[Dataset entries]

<<<<

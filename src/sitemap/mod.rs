//! Sitemap parsing and protocol validation.
//!
//! Parsing and validation are separate stages: [`tree`] turns raw XML into
//! a generic attribute-prefixed tree, [`validate`] checks that tree against
//! the Sitemap Protocol and collects diagnostics instead of failing on the
//! first bad entry. Only unparseable XML is a fatal error.

pub mod datetime;
pub mod tree;
pub mod validate;

pub use datetime::{check_w3c_datetime, DateIssue, DatePrecision};
pub use tree::{coerce_list, parse_xml_tree, XmlValue};
pub use validate::{
    validate_sitemap, ChangeFreq, SitemapIndexEntry, SitemapReport, SitemapResult,
    SitemapUrlEntry, SITEMAP_XMLNS,
};

use crate::error::{snippet, LensError};

/// Parse a sitemap.xml document and validate it in one call.
///
/// Fails only when the XML itself cannot be parsed; every protocol problem
/// past that point lands in the report's diagnostics.
pub fn parse_and_validate_sitemap(text: &str) -> Result<SitemapReport, LensError> {
    let tree = parse_xml_tree(text).map_err(|e| {
        LensError::wrap_with("parse_and_validate_sitemap", "Error parsing sitemap.xml", e)
            .with_context(format!("content: {}", snippet(text)))
    })?;
    let report = validate_sitemap(&tree);
    tracing::debug!(
        diagnostics = report.diagnostics.len(),
        is_index = report.is_index,
        "validated sitemap"
    );
    Ok(report)
}

#[cfg(test)]
mod tests {
    use super::*;
    use crate::error::ErrorKind;

    #[test]
    fn test_unparseable_xml_is_wrapped() {
        let err = parse_and_validate_sitemap("<urlset><url></urlset>").unwrap_err();
        assert_eq!(err.kind, ErrorKind::Parse);
        assert_eq!(err.summary, "Error parsing sitemap.xml");
        assert_eq!(err.causes, vec!["parse_and_validate_sitemap", "parse_xml_tree"]);
        assert!(err.context[0].starts_with("content: "));
    }

    #[test]
    fn test_parse_error_context_is_bounded() {
        let big = format!("<a>{}", "y".repeat(5000));
        let err = parse_and_validate_sitemap(&big).unwrap_err();
        assert!(err.context[0].len() <= 1000 + "content: ".len());
    }

    #[test]
    fn test_valid_document_round_trip() {
        let report = parse_and_validate_sitemap(
            r#"<?xml version="1.0" encoding="UTF-8"?>
            <urlset xmlns="http://www.sitemaps.org/schemas/sitemap/0.9">
              <url><loc>https://example.com/</loc></url>
            </urlset>"#,
        )
        .unwrap();
        assert!(report.diagnostics.is_empty(), "{:?}", report.diagnostics);
        assert_eq!(report.result.urls().len(), 1);
    }

    #[test]
    fn test_arbitrary_text_never_panics() {
        for input in [
            "",
            "not xml at all",
            "<",
            "<?xml?>",
            "<urlset/>",
            "<a><b></b></a>",
            "\u{0}\u{1}\u{2}",
            "<urlset xmlns=\"x\"><url/><url/></urlset>",
        ] {
            let _ = parse_and_validate_sitemap(input);
        }
    }
}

>>>>

> _WHAT IS REQUIRED_: Every line above with the word "snippet" belongs in the answer, copied as written.

> _RESULT OF THIS EXERCISE_:
use crate::error::{snippet, LensError};
            .with_context(format!("content: {}", snippet(text)))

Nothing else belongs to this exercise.